Uma importante vitória para os advogados criminalistas de Pernambuco aconteceu nesta quinta-feira (15). Conforme havia antecipado o blog, a portaria que impedia a livre visita de advogados a clientes presos no Presídio de Itaquitinga, na Zona da Mata Norte, foi revogada.

Ao fim da tarde desta quinta-feira (15), um novo aviso colado na entrada desfazia o equívoco cometido pelo diretor da unidade, que limitava até às 15h o contato entre clientes e defensores jurídicos.

A mudança foi o efeito do posicionamento da Associação Brasileira de Criminalistas de Pernambuco (Abracrim- PE) e da Ordem dos Advogados do Brasil de Pernambuco (OAB-PE), que procuraram o Secretário de Justiça de Pernambuco, Pedro Eurico, e se mostraram indignados com a portaria. “Uma vitória significativa para os advogados do Estado.
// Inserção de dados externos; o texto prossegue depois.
use crate::*;
use serde::de::DeserializeOwned;
use serde::Serialize;
use std::marker::PhantomData;
use std::sync::Arc;

/// Attempts a `modify` makes before giving up on a contended record
const MAX_MODIFY_ATTEMPTS: usize = 64;

/// A document type stored in a repository collection
pub trait Record: Serialize + DeserializeOwned {
    const COLLECTION: Collection;

    /// The key this record is stored under
    fn key(&self) -> String;
}

/// Typed access to one collection of a repository
pub struct TypedStore<T> {
    repo: Arc<dyn Repository>,
    _record: PhantomData<fn() -> T>,
}

impl<T> Clone for TypedStore<T> {
    fn clone(&self) -> Self {
        TypedStore {
            repo: self.repo.clone(),
            _record: PhantomData,
        }
    }
}

pub type CeremonyStore = TypedStore<KeyCeremony>;
pub type GuardianStatusStore = TypedStore<KeyCeremonyGuardian>;
pub type ManifestStore = TypedStore<StoredManifest>;
pub type ElectionStore = TypedStore<Election>;
pub type BallotStore = TypedStore<SubmittedBallot>;
pub type BallotInventoryStore = TypedStore<BallotInventory>;
pub type TallyStore = TypedStore<CiphertextTally>;
pub type PlaintextTallyStore = TypedStore<PlaintextTally>;
pub type DecryptionShareStore = TypedStore<DecryptionShare>;
pub type BallotShareStore = TypedStore<BallotDecryptionShare>;

impl<T: Record> TypedStore<T> {
    pub fn new(repo: Arc<dyn Repository>) -> Self {
        TypedStore {
            repo,
            _record: PhantomData,
        }
    }

    pub fn get(&self, tenant: &Tenant, key: &str) -> Result<Option<T>, Error> {
        match self.repo.get(tenant, T::COLLECTION, key)? {
            Some(doc) => Ok(Some(serde_json::from_value(doc.value)?)),
            None => Ok(None),
        }
    }

    /// Like `get`, but a missing record is `Error::NotFound`
    pub fn require(&self, tenant: &Tenant, key: &str) -> Result<T, Error> {
        self.get(tenant, key)?
            .ok_or_else(|| Error::NotFound(format!("{} {}", T::COLLECTION, key)))
    }

    pub fn find(
        &self,
        tenant: &Tenant,
        filter: &Filter,
        skip: usize,
        limit: usize,
    ) -> Result<Vec<T>, Error> {
        self.repo
            .find(tenant, T::COLLECTION, filter, skip, limit)?
            .into_iter()
            .map(|v| serde_json::from_value(v).map_err(Error::from))
            .collect()
    }

    /// Insert a new record; `Error::AlreadyExists` if the key is taken
    pub fn create(&self, tenant: &Tenant, record: &T) -> Result<(), Error> {
        let value = serde_json::to_value(record)?;
        self.repo.set(tenant, T::COLLECTION, &record.key(), value)?;
        Ok(())
    }

    /// Insert or overwrite a record
    pub fn put(&self, tenant: &Tenant, record: &T) -> Result<(), Error> {
        let value = serde_json::to_value(record)?;
        self.repo.upsert(tenant, T::COLLECTION, &record.key(), value)?;
        Ok(())
    }

    /// Read-modify-write a record with optimistic concurrency.
    ///
    /// `f` may run several times if other writers race on the same key, so it
    /// must only depend on the record it is handed. Returning an error aborts
    /// without writing. When `f` leaves the record unchanged nothing is written.
    pub fn modify<F>(&self, tenant: &Tenant, key: &str, mut f: F) -> Result<T, Error>
    where
        F: FnMut(&mut T) -> Result<(), Error>,
    {
        for _ in 0..MAX_MODIFY_ATTEMPTS {
            let doc = self
                .repo
                .get(tenant, T::COLLECTION, key)?
                .ok_or_else(|| Error::NotFound(format!("{} {}", T::COLLECTION, key)))?;

            let mut record: T = serde_json::from_value(doc.value.clone())?;
            f(&mut record)?;

            let value = serde_json::to_value(&record)?;
            if value == doc.value {
                return Ok(record);
            }

            match self
                .repo
                .update(tenant, T::COLLECTION, key, doc.revision, value)
            {
                Ok(_) => return Ok(record),
                Err(StoreError::Conflict { .. }) => {
                    log::debug!("write conflict on {} {}, retrying", T::COLLECTION, key);
                    continue;
                }
                Err(e) => return Err(e.into()),
            }
        }

        log::error!(
            "giving up on {} {} after {} conflicting writes",
            T::COLLECTION,
            key,
            MAX_MODIFY_ATTEMPTS
        );
        Err(Error::Internal(format!(
            "too much contention on {} {}",
            T::COLLECTION,
            key
        )))
    }
}

#[cfg(test)]
mod tests {
    use super::*;
    use std::thread;

    #[derive(Serialize, Deserialize, Clone, Debug, PartialEq)]
    struct Counter {
        name: String,
        hits: Vec<u32>,
    }

    impl Record for Counter {
        const COLLECTION: Collection = Collection::KeyCeremony;

        fn key(&self) -> String {
            self.name.clone()
        }
    }

    fn store() -> TypedStore<Counter> {
        TypedStore::new(Arc::new(MemRepository::new()))
    }

    #[test]
    fn require_reports_collection_and_key() {
        let tenant = Tenant::new("t").unwrap();
        let err = store().require(&tenant, "missing").unwrap_err();
        assert_eq!(err.to_string(), "ballotguard: not found: key_ceremony missing");
    }

    #[test]
    fn concurrent_modify_loses_no_update() {
        let tenant = Tenant::new("t").unwrap();
        let store = store();
        store
            .create(
                &tenant,
                &Counter {
                    name: "c".into(),
                    hits: vec![],
                },
            )
            .unwrap();

        let handles: Vec<_> = (0..4u32)
            .map(|i| {
                let store = store.clone();
                let tenant = tenant.clone();
                thread::spawn(move || {
                    for j in 0..10u32 {
                        store
                            .modify(&tenant, "c", |c| {
                                c.hits.push(i * 100 + j);
                                Ok(())
                            })
                            .unwrap();
                    }
                })
            })
            .collect();
        for h in handles {
            h.join().unwrap();
        }

        let counter = store.require(&tenant, "c").unwrap();
        assert_eq!(counter.hits.len(), 40);
    }

    #[test]
    fn failed_modify_writes_nothing() {
        let tenant = Tenant::new("t").unwrap();
        let store = store();
        let original = Counter {
            name: "c".into(),
            hits: vec![1],
        };
        store.create(&tenant, &original).unwrap();

        let err = store
            .modify(&tenant, "c", |c| {
                c.hits.push(2);
                Err(Error::Forbidden("no".into()))
            })
            .unwrap_err();
        assert!(matches!(err, Error::Forbidden(_)));
        assert_eq!(store.require(&tenant, "c").unwrap(), original);
    }
}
O secretário Pedro Eurico nos atendeu logo e mandou revogar.

Até porque contrariava o estatuto da OAB, que é uma Lei Federal”, pontua o presidente da Abracrim-PE, Emerson Leônidas.

No texto que foi revogado, a regra que servia apenas para o Presídio de Itaquitinga, delimitava que as visitas de advogados fossem feitas até às 15h. Conforme a portaria expedida na última quarta-feira (14), o diretor da unidade colocou a questão dos horários de funcionamento como justificativas para a limitação.
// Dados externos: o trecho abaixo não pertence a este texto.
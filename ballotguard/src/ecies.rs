//! ECIES over Ristretto255, used to carry partial key backups between guardians.
//!
//! A fresh ephemeral key is generated for every message. The shared point and
//! the ephemeral public key are fed through HKDF-SHA256 to derive an AES-256-GCM
//! key. The ciphertext is `ephemeral_pk || nonce || aes_gcm_ciphertext`.

use crate::*;
use aes_gcm::aead::{generic_array::GenericArray, Aead, NewAead};
use aes_gcm::Aes256Gcm;
use hkdf::Hkdf;
use rand::{CryptoRng, RngCore};
use sha2::Sha256;

const AES_IV_LENGTH: usize = 12;
const PUBLIC_KEY_LENGTH: usize = 32;

type AesKey = [u8; 32];

/// A public key meant only for ECIES
#[derive(Serialize, Deserialize, Clone, Copy, Debug, PartialEq, Eq)]
pub struct EciesPublicKey(pub GroupElement);

/// The matching secret key
#[derive(Serialize, Deserialize, Clone, Debug, PartialEq)]
pub struct EciesSecretKey(pub GroupScalar);

impl EciesPublicKey {
    pub fn from_secret(sk: &EciesSecretKey) -> Self {
        EciesPublicKey(GroupElement::from_exponent(&sk.0))
    }
}

/// Generate a keypair, ready for use in ECIES
pub fn generate_keypair<R: RngCore + CryptoRng>(rng: &mut R) -> (EciesSecretKey, EciesPublicKey) {
    let secret = EciesSecretKey(GroupScalar::random(rng));
    let public = EciesPublicKey::from_secret(&secret);
    (secret, public)
}

/// Encrypt a message; only the holder of the receiver's secret key can decrypt it.
pub fn encrypt<R: RngCore + CryptoRng>(
    receiver_pub: &EciesPublicKey,
    msg: &[u8],
    rng: &mut R,
) -> Result<Vec<u8>, CryptoError> {
    let (ephemeral_sk, ephemeral_pk) = generate_keypair(rng);

    let aes_key = derive_key(&ephemeral_pk, &(receiver_pub.0 * ephemeral_sk.0))?;

    let mut nonce = [0u8; AES_IV_LENGTH];
    rng.fill_bytes(&mut nonce);
    let encrypted = aes_encrypt(&aes_key, &nonce, msg)?;

    let mut cipher_text = Vec::with_capacity(PUBLIC_KEY_LENGTH + AES_IV_LENGTH + encrypted.len());
    cipher_text.extend_from_slice(&ephemeral_pk.0.to_bytes());
    cipher_text.extend_from_slice(&nonce);
    cipher_text.extend(encrypted);

    Ok(cipher_text)
}

/// Decrypt an ECIES ciphertext with the receiver's secret key.
pub fn decrypt(receiver_sec: &EciesSecretKey, msg: &[u8]) -> Result<Vec<u8>, CryptoError> {
    if msg.len() < PUBLIC_KEY_LENGTH + AES_IV_LENGTH {
        return Err(CryptoError::DecryptionFailed);
    }

    let ephemeral_pk = EciesPublicKey(GroupElement::from_bytes(&msg[..PUBLIC_KEY_LENGTH])?);
    let nonce = &msg[PUBLIC_KEY_LENGTH..PUBLIC_KEY_LENGTH + AES_IV_LENGTH];
    let encrypted = &msg[PUBLIC_KEY_LENGTH + AES_IV_LENGTH..];

    let aes_key = derive_key(&ephemeral_pk, &(ephemeral_pk.0 * receiver_sec.0))?;
    aes_decrypt(&aes_key, nonce, encrypted)
}

fn derive_key(ephemeral_pk: &EciesPublicKey, shared: &GroupElement) -> Result<AesKey, CryptoError> {
    let mut master = Vec::with_capacity(PUBLIC_KEY_LENGTH * 2);
    master.extend_from_slice(&ephemeral_pk.0.to_bytes());
    master.extend_from_slice(&shared.to_bytes());

    let h = Hkdf::<Sha256>::new(None, &master);
    let mut out = [0u8; 32];
    h.expand(b"ballotguard_ecies", &mut out)
        .map_err(|_| CryptoError::KeyDerivation)?;
    Ok(out)
}

fn aes_encrypt(key: &AesKey, nonce: &[u8], msg: &[u8]) -> Result<Vec<u8>, CryptoError> {
    let aead = Aes256Gcm::new(GenericArray::from_slice(key));
    aead.encrypt(GenericArray::from_slice(nonce), msg)
        .map_err(|_| CryptoError::EncryptionFailed)
}

fn aes_decrypt(key: &AesKey, nonce: &[u8], ciphertext: &[u8]) -> Result<Vec<u8>, CryptoError> {
    let aead = Aes256Gcm::new(GenericArray::from_slice(key));
    aead.decrypt(GenericArray::from_slice(nonce), ciphertext)
        .map_err(|_| CryptoError::DecryptionFailed)
}

#[cfg(test)]
mod tests {
    use super::*;
    use rand::rngs::OsRng;

    #[test]
    fn shared_point_agrees() {
        let (ephemeral_sk, ephemeral_pk) = generate_keypair(&mut OsRng);
        let (peer_sk, peer_pk) = generate_keypair(&mut OsRng);

        assert_eq!(peer_pk.0 * ephemeral_sk.0, ephemeral_pk.0 * peer_sk.0);
    }

    #[test]
    fn ecies_roundtrip_and_wrong_key() {
        let (peer_sk, peer_pk) = generate_keypair(&mut OsRng);

        let plaintext = b"partial key backup";
        let encrypted = encrypt(&peer_pk, plaintext, &mut OsRng).unwrap();
        let decrypted = decrypt(&peer_sk, &encrypted).unwrap();
        assert_eq!(plaintext, decrypted.as_slice());

        let (bad_sk, _) = generate_keypair(&mut OsRng);
        assert!(decrypt(&bad_sk, &encrypted).is_err());
    }

    #[test]
    fn truncated_ciphertext_is_an_error() {
        let (sk, _) = generate_keypair(&mut OsRng);
        assert!(matches!(
            decrypt(&sk, &[0u8; 10]),
            Err(CryptoError::DecryptionFailed)
        ));
    }
}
Entre os motivos usados para a mudança estava o horário de troca de turnos do setor administrativo, os horários das refeições e a disponibilidade dos agente penitenciários, que acompanham as visitas. Porém a regra que já não está mais corrente na unidade prisional contrariava o estatuto da OAB, que é uma Lei Federal.
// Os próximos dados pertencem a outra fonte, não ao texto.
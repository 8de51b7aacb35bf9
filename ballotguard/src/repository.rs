use crate::*;
use parking_lot::RwLock;
use serde_json::Value;
use std::collections::BTreeMap;
use std::fmt;
use thiserror::Error;

/// The tenant (client) every coordinator call is made on behalf of.
///
/// Records of different tenants never see each other.
#[derive(Serialize, Deserialize, Clone, Debug, PartialEq, Eq, Hash, PartialOrd, Ord)]
pub struct Tenant(String);

impl Tenant {
    /// Tenant ids end up in file paths, so only `[A-Za-z0-9_-]` is accepted.
    pub fn new(id: &str) -> Result<Self, Error> {
        if id.is_empty()
            || !id
                .chars()
                .all(|c| c.is_ascii_alphanumeric() || c == '-' || c == '_')
        {
            return Err(Error::InvalidArgument(format!("invalid tenant id '{}'", id)));
        }
        Ok(Tenant(id.to_owned()))
    }

    pub fn as_str(&self) -> &str {
        &self.0
    }
}

impl fmt::Display for Tenant {
    fn fmt(&self, f: &mut fmt::Formatter) -> fmt::Result {
        f.write_str(&self.0)
    }
}

/// Collections of documents held by a repository
#[derive(Serialize, Deserialize, Copy, Clone, Debug, PartialEq, Eq, Hash, PartialOrd, Ord)]
#[serde(rename_all = "snake_case")]
pub enum Collection {
    KeyCeremony,
    KeyGuardian,
    Manifest,
    Election,
    SubmittedBallot,
    BallotInventory,
    CiphertextTally,
    PlaintextTally,
    DecryptionShare,
    BallotDecryptionShare,
}

impl Collection {
    pub fn name(&self) -> &'static str {
        match self {
            Collection::KeyCeremony => "key_ceremony",
            Collection::KeyGuardian => "key_guardian",
            Collection::Manifest => "manifest",
            Collection::Election => "election",
            Collection::SubmittedBallot => "submitted_ballot",
            Collection::BallotInventory => "ballot_inventory",
            Collection::CiphertextTally => "ciphertext_tally",
            Collection::PlaintextTally => "plaintext_tally",
            Collection::DecryptionShare => "decryption_share",
            Collection::BallotDecryptionShare => "ballot_decryption_share",
        }
    }
}

impl fmt::Display for Collection {
    fn fmt(&self, f: &mut fmt::Formatter) -> fmt::Result {
        f.write_str(self.name())
    }
}

/// A stored document together with its revision.
///
/// The revision starts at 1 and increases by one on every write, and is the
/// token for compare-and-swap updates.
#[derive(Serialize, Deserialize, Clone, Debug, PartialEq)]
pub struct Versioned<T> {
    pub revision: u64,
    pub value: T,
}

/// A conjunction of top-level field equalities. The empty filter matches everything.
#[derive(Clone, Debug, Default, PartialEq)]
pub struct Filter {
    fields: BTreeMap<String, Value>,
}

impl Filter {
    pub fn new() -> Self {
        Filter::default()
    }

    /// Require `field` to equal `value`
    pub fn eq<V: Into<Value>>(mut self, field: &str, value: V) -> Self {
        self.fields.insert(field.to_owned(), value.into());
        self
    }

    pub fn is_empty(&self) -> bool {
        self.fields.is_empty()
    }

    pub fn matches(&self, document: &Value) -> bool {
        self.fields
            .iter()
            .all(|(field, expected)| document.get(field) == Some(expected))
    }
}

/// Build an unambiguous key out of several identifiers.
///
/// Identifiers are caller supplied and may contain any separator, so the parts
/// are encoded as a JSON array.
pub fn compound_key(parts: &[&str]) -> String {
    Value::from(parts.to_vec()).to_string()
}

/// Repository errors
#[derive(Debug, Error)]
pub enum StoreError {
    #[error("ballotguard store: {collection} {key} not found")]
    NotFound { collection: Collection, key: String },

    #[error("ballotguard store: {collection} {key} already exists")]
    AlreadyExists { collection: Collection, key: String },

    #[error("ballotguard store: concurrent write to {collection} {key}")]
    Conflict { collection: Collection, key: String },

    #[error("ballotguard store: io error: {0}")]
    Io(#[from] std::io::Error),

    #[error("ballotguard store: serialization error: {0}")]
    Serialization(#[from] serde_json::Error),
}

/// A document repository
///
/// Implementations must give read-after-write consistency per key. No
/// cross-key transactions are required; `update` is a per-key compare-and-swap.
pub trait Repository: Send + Sync {
    /// Get a single document
    fn get(
        &self,
        tenant: &Tenant,
        collection: Collection,
        key: &str,
    ) -> Result<Option<Versioned<Value>>, StoreError>;

    /// Find documents matching `filter`, in key order
    fn find(
        &self,
        tenant: &Tenant,
        collection: Collection,
        filter: &Filter,
        skip: usize,
        limit: usize,
    ) -> Result<Vec<Value>, StoreError>;

    /// Insert a new document, returning its revision
    fn set(
        &self,
        tenant: &Tenant,
        collection: Collection,
        key: &str,
        value: Value,
    ) -> Result<u64, StoreError>;

    /// Replace a document if it is still at `expected_revision`
    fn update(
        &self,
        tenant: &Tenant,
        collection: Collection,
        key: &str,
        expected_revision: u64,
        value: Value,
    ) -> Result<u64, StoreError>;

    /// Insert or replace a document regardless of its revision
    fn upsert(
        &self,
        tenant: &Tenant,
        collection: Collection,
        key: &str,
        value: Value,
    ) -> Result<u64, StoreError>;
}

pub(crate) type Documents = BTreeMap<String, Versioned<Value>>;

pub(crate) fn find_in(
    documents: &Documents,
    filter: &Filter,
    skip: usize,
    limit: usize,
) -> Vec<Value> {
    documents
        .values()
        .filter(|doc| filter.matches(&doc.value))
        .skip(skip)
        .take(limit)
        .map(|doc| doc.value.clone())
        .collect()
}

pub(crate) fn insert_in(
    documents: &mut Documents,
    collection: Collection,
    key: &str,
    value: Value,
) -> Result<u64, StoreError> {
    if documents.contains_key(key) {
        return Err(StoreError::AlreadyExists {
            collection,
            key: key.to_owned(),
        });
    }
    documents.insert(key.to_owned(), Versioned { revision: 1, value });
    Ok(1)
}

pub(crate) fn update_in(
    documents: &mut Documents,
    collection: Collection,
    key: &str,
    expected_revision: u64,
    value: Value,
) -> Result<u64, StoreError> {
    match documents.get_mut(key) {
        None => Err(StoreError::NotFound {
            collection,
            key: key.to_owned(),
        }),
        Some(doc) if doc.revision != expected_revision => Err(StoreError::Conflict {
            collection,
            key: key.to_owned(),
        }),
        Some(doc) => {
            doc.revision += 1;
            doc.value = value;
            Ok(doc.revision)
        }
    }
}

pub(crate) fn upsert_in(documents: &mut Documents, key: &str, value: Value) -> u64 {
    let revision = documents.get(key).map(|doc| doc.revision + 1).unwrap_or(1);
    documents.insert(key.to_owned(), Versioned { revision, value });
    revision
}

/// A simple repository that keeps everything in memory
#[derive(Default)]
pub struct MemRepository {
    inner: RwLock<BTreeMap<(Tenant, Collection), Documents>>,
}

impl MemRepository {
    pub fn new() -> Self {
        MemRepository::default()
    }
}

impl Repository for MemRepository {
    fn get(
        &self,
        tenant: &Tenant,
        collection: Collection,
        key: &str,
    ) -> Result<Option<Versioned<Value>>, StoreError> {
        let inner = self.inner.read();
        Ok(inner
            .get(&(tenant.clone(), collection))
            .and_then(|docs| docs.get(key))
            .cloned())
    }

    fn find(
        &self,
        tenant: &Tenant,
        collection: Collection,
        filter: &Filter,
        skip: usize,
        limit: usize,
    ) -> Result<Vec<Value>, StoreError> {
        let inner = self.inner.read();
        Ok(inner
            .get(&(tenant.clone(), collection))
            .map(|docs| find_in(docs, filter, skip, limit))
            .unwrap_or_default())
    }

    fn set(
        &self,
        tenant: &Tenant,
        collection: Collection,
        key: &str,
        value: Value,
    ) -> Result<u64, StoreError> {
        let mut inner = self.inner.write();
        let docs = inner.entry((tenant.clone(), collection)).or_default();
        insert_in(docs, collection, key, value)
    }

    fn update(
        &self,
        tenant: &Tenant,
        collection: Collection,
        key: &str,
        expected_revision: u64,
        value: Value,
    ) -> Result<u64, StoreError> {
        let mut inner = self.inner.write();
        let docs = inner.entry((tenant.clone(), collection)).or_default();
        update_in(docs, collection, key, expected_revision, value)
    }

    fn upsert(
        &self,
        tenant: &Tenant,
        collection: Collection,
        key: &str,
        value: Value,
    ) -> Result<u64, StoreError> {
        let mut inner = self.inner.write();
        let docs = inner.entry((tenant.clone(), collection)).or_default();
        Ok(upsert_in(docs, key, value))
    }
}

#[cfg(test)]
mod tests {
    use super::*;
    use proptest::prelude::*;
    use serde_json::json;

    fn tenant() -> Tenant {
        Tenant::new("test-tenant").unwrap()
    }

    #[test]
    fn set_rejects_duplicates() {
        let repo = MemRepository::new();
        repo.set(&tenant(), Collection::KeyCeremony, "k1", json!({"key_name": "k1"}))
            .unwrap();
        let err = repo
            .set(&tenant(), Collection::KeyCeremony, "k1", json!({"key_name": "k1"}))
            .unwrap_err();
        assert!(matches!(err, StoreError::AlreadyExists { .. }));
    }

    #[test]
    fn update_is_compare_and_swap() {
        let repo = MemRepository::new();
        let t = tenant();
        let rev = repo
            .set(&t, Collection::KeyCeremony, "k1", json!({"state": "CREATED"}))
            .unwrap();

        let rev2 = repo
            .update(&t, Collection::KeyCeremony, "k1", rev, json!({"state": "OPEN"}))
            .unwrap();
        assert_eq!(rev2, rev + 1);

        // A writer holding the stale revision must not clobber the newer value
        let err = repo
            .update(&t, Collection::KeyCeremony, "k1", rev, json!({"state": "CLOSED"}))
            .unwrap_err();
        assert!(matches!(err, StoreError::Conflict { .. }));

        let stored = repo.get(&t, Collection::KeyCeremony, "k1").unwrap().unwrap();
        assert_eq!(stored.value, json!({"state": "OPEN"}));
    }

    #[test]
    fn update_missing_is_not_found() {
        let repo = MemRepository::new();
        let err = repo
            .update(&tenant(), Collection::Election, "nope", 1, json!({}))
            .unwrap_err();
        assert!(matches!(err, StoreError::NotFound { .. }));
    }

    #[test]
    fn tenants_are_isolated() {
        let repo = MemRepository::new();
        let a = Tenant::new("a").unwrap();
        let b = Tenant::new("b").unwrap();
        repo.set(&a, Collection::Election, "e1", json!({"election_id": "e1"}))
            .unwrap();
        assert!(repo.get(&b, Collection::Election, "e1").unwrap().is_none());
        assert!(repo
            .find(&b, Collection::Election, &Filter::new(), 0, 10)
            .unwrap()
            .is_empty());
    }

    #[test]
    fn tenant_ids_are_path_safe() {
        assert!(Tenant::new("client_1-a").is_ok());
        assert!(Tenant::new("").is_err());
        assert!(Tenant::new("../etc").is_err());
    }

    #[test]
    fn compound_keys_do_not_collide() {
        assert_ne!(compound_key(&["a/b", "c"]), compound_key(&["a", "b/c"]));
    }

    proptest! {
        #[test]
        fn find_honours_filter_skip_and_limit(
            states in proptest::collection::vec(0u8..3, 0..40),
            skip in 0usize..10,
            limit in 0usize..10,
        ) {
            let repo = MemRepository::new();
            let t = tenant();
            for (i, state) in states.iter().enumerate() {
                let key = format!("{:03}", i);
                repo.set(&t, Collection::SubmittedBallot, &key, json!({"n": i, "state": state})).unwrap();
            }

            let filter = Filter::new().eq("state", 1);
            let found = repo.find(&t, Collection::SubmittedBallot, &filter, skip, limit).unwrap();

            let expected: Vec<usize> = states
                .iter()
                .enumerate()
                .filter(|(_, s)| **s == 1)
                .map(|(i, _)| i)
                .skip(skip)
                .take(limit)
                .collect();
            let found: Vec<usize> = found.iter().map(|v| v["n"].as_u64().unwrap() as usize).collect();
            prop_assert_eq!(found, expected);
        }
    }
}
Na revogação, divulgada nesta quinta-feira (15), o diretor do presídio compreende que deve respeitar o contato entre cliente e advogado, sem delimitar o horário. Também voltou atrás de alguns pontos, como a questão da troca de turnos de funcionários, e os horários de refeição, que foram utilizadas como justificativas para a portaria.

No fim, o diretor ainda reconheceu que os advogados utilizam do bom senso na hora de visitar os presos, e não realizam as visitas em horários extraordinários, ou que demande um aparato extra da unidade.